The Peaches won four AAGPBL titles between 1945-50, more than any other team. In a three-year career, Sauer, a right-hander, helped the Peaches win two league championships and was a two-time All-Star.

The Peaches and other AAGPBL players also served as early advocates for women in sports.

“People come up to us and say ‘thank you for doing this and making it possible for girls to get into athletics’, ” Sauer said. “All we had was a half-hour gym class.

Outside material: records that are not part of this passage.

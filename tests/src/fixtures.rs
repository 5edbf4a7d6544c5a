//! Shared identities and ledger setup for the suite.

use custody_ledger::prelude::*;
use shared_types::Identity;

/// Registry owner used by every fixture ledger.
pub const OWNER: Identity = Identity::repeat(0xA0);
pub const MAKER: Identity = Identity::repeat(0x01);
pub const DEALER: Identity = Identity::repeat(0x02);
pub const SECOND_DEALER: Identity = Identity::repeat(0x22);
pub const CUSTOMER: Identity = Identity::repeat(0x03);
pub const SECOND_CUSTOMER: Identity = Identity::repeat(0x33);
pub const CENTER: Identity = Identity::repeat(0x04);
/// Holds no role.
pub const STRANGER: Identity = Identity::repeat(0xEE);

pub type TestService = CustodyLedgerService<InMemoryEventFeed>;

/// Ledger with the given policy and no roles granted.
pub fn service_with(policy: AnomalyPolicy) -> TestService {
    match CustodyLedgerService::new(LedgerConfig { owner: OWNER, policy }, InMemoryEventFeed::new()) {
        Ok(service) => service,
        Err(e) => panic!("fixture policy rejected: {e}"),
    }
}

pub fn ctx(caller: Identity, now: Timestamp) -> RequestContext {
    RequestContext::new(caller, now)
}

/// Grant the standard cast their roles at t = 0.
pub async fn grant_cast(service: &TestService) {
    let cast = [
        (MAKER, Role::Manufacturer),
        (DEALER, Role::Dealer),
        (SECOND_DEALER, Role::Dealer),
        (CUSTOMER, Role::Customer),
        (SECOND_CUSTOMER, Role::Customer),
        (CENTER, Role::WarrantyCenter),
    ];
    for (identity, role) in cast {
        if let Err(e) = service.grant_role(ctx(OWNER, 0), identity, role.code()).await {
            panic!("fixture grant failed: {e}");
        }
    }
}

/// Default-policy ledger with the cast granted.
pub async fn standard_ledger() -> TestService {
    let service = service_with(AnomalyPolicy::default());
    grant_cast(&service).await;
    service
}

/// Cooldown-free ledger with the cast granted.
pub async fn cooldown_free_ledger() -> TestService {
    let service = service_with(AnomalyPolicy::without_cooldowns());
    grant_cast(&service).await;
    service
}
//! # Core Primitive Entities
//!
//! Identity, hash and timestamp types shared by every custody-chain crate.

use crate::errors::IdentityParseError;
use serde::{Deserialize, Deserializer, Serialize, Serializer};
use std::fmt;
use std::str::FromStr;

/// A 32-byte Keccak-256 digest.
pub type Hash = [u8; 32];

/// Unix timestamp in seconds.
pub type Timestamp = u64;

/// Length of an identity in bytes.
pub const IDENTITY_LEN: usize = 20;

/// An opaque, globally unique actor reference (Ethereum-style address).
///
/// Serialized as a `0x`-prefixed lowercase hex string. Parsing accepts the
/// prefix optionally and any hex case.
#[derive(Clone, Copy, PartialEq, Eq, Hash, PartialOrd, Ord, Default)]
pub struct Identity(pub [u8; IDENTITY_LEN]);

impl Identity {
    /// The zero identity. Used as the "void" destination and as the
    /// `new_owner` of records that do not change ownership.
    pub const ZERO: Identity = Identity([0u8; IDENTITY_LEN]);

    /// Builds an identity with every byte set to `byte`. Handy for fixtures.
    #[must_use]
    pub const fn repeat(byte: u8) -> Self {
        Identity([byte; IDENTITY_LEN])
    }

    /// Returns true for the zero identity.
    #[must_use]
    pub fn is_zero(&self) -> bool {
        self.0 == [0u8; IDENTITY_LEN]
    }

    /// Raw bytes.
    #[must_use]
    pub fn as_bytes(&self) -> &[u8; IDENTITY_LEN] {
        &self.0
    }

    /// Abbreviated form (`0xabcd…1234`) for log lines.
    #[must_use]
    pub fn short(&self) -> String {
        let full = hex::encode(self.0);
        format!("0x{}…{}", &full[..4], &full[full.len() - 4..])
    }
}

impl From<[u8; IDENTITY_LEN]> for Identity {
    fn from(bytes: [u8; IDENTITY_LEN]) -> Self {
        Identity(bytes)
    }
}

impl fmt::Display for Identity {
    fn fmt(&self, f: &mut fmt::Formatter<'_>) -> fmt::Result {
        write!(f, "0x{}", hex::encode(self.0))
    }
}

impl fmt::Debug for Identity {
    fn fmt(&self, f: &mut fmt::Formatter<'_>) -> fmt::Result {
        write!(f, "Identity({})", self)
    }
}

impl FromStr for Identity {
    type Err = IdentityParseError;

    fn from_str(s: &str) -> Result<Self, Self::Err> {
        let trimmed = s.trim();
        let digits = trimmed
            .strip_prefix("0x")
            .or_else(|| trimmed.strip_prefix("0X"))
            .unwrap_or(trimmed);
        let bytes =
            hex::decode(digits).map_err(|e| IdentityParseError::InvalidHex(e.to_string()))?;
        let array: [u8; IDENTITY_LEN] =
            bytes
                .as_slice()
                .try_into()
                .map_err(|_| IdentityParseError::InvalidLength {
                    expected: IDENTITY_LEN,
                    actual: bytes.len(),
                })?;
        Ok(Identity(array))
    }
}

impl Serialize for Identity {
    fn serialize<S: Serializer>(&self, serializer: S) -> Result<S::Ok, S::Error> {
        serializer.serialize_str(&self.to_string())
    }
}

impl<'de> Deserialize<'de> for Identity {
    fn deserialize<D: Deserializer<'de>>(deserializer: D) -> Result<Self, D::Error> {
        let s = String::deserialize(deserializer)?;
        s.parse().map_err(serde::de::Error::custom)
    }
}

We opened the doors.”

The league folded in 1954 but Charles Beyer Stadium — named for the longtime football, basketball and track coach at the now-defunct Rockford Central High School — remained an active venue hosting baseball and football games and track meets.

For many years, the lighted stadium served as Rockford’s premier sports venue.

But in succeeding years the facility decayed and the stadium was torn down in 1992 to create athletic fields for nearby Beyer Elementary.

All that remains of the original venue is an brick entryway/ticket booth and crumbling wide stairs took visitors down to the field.

But interest in Beyer Stadium did not fade away.

According to a Rockford Park District timeline, the Rockford Jaycees created a nearly $80,000 endowment fund in 1997 to maintain and enhance Beyer Field. Between 2000-09 interest from the endowment helped fund maintenance projects and repairs.

In 1998, Friends of Beyer Stadium group was formed with the goal of restoring Beyer Park’s baseball field.

By 2010, a new baseball diamond was in place along with a historically accurate backstop and scoreboard and a rededication ceremony was held that year.

Recent projects included installation of outside fencing, historic plaques, new sidewalks and dugouts with artwork saluting thousands of athletes who played there.

“The friends of Beyer Stadium have been have been a tremendous part,” Rockford Park District board member Julie Elliot said. “They’ve aligned themselves with a goal and exceeded it with their passion for the sport of baseball, their love of history and their attention to baseball.”

Beyer Stadium and a field in Kenosha are reported to be the only two remaining stadiums where AAGPBL teams once played. Chicago’s Wrigley Field was also home to spring training at least one season.

The restored Beyer Stadium is now home to the Rockford Starfires women’s baseball team and serves as recreation space for kids at the nearby Charles Beyer Elementary School.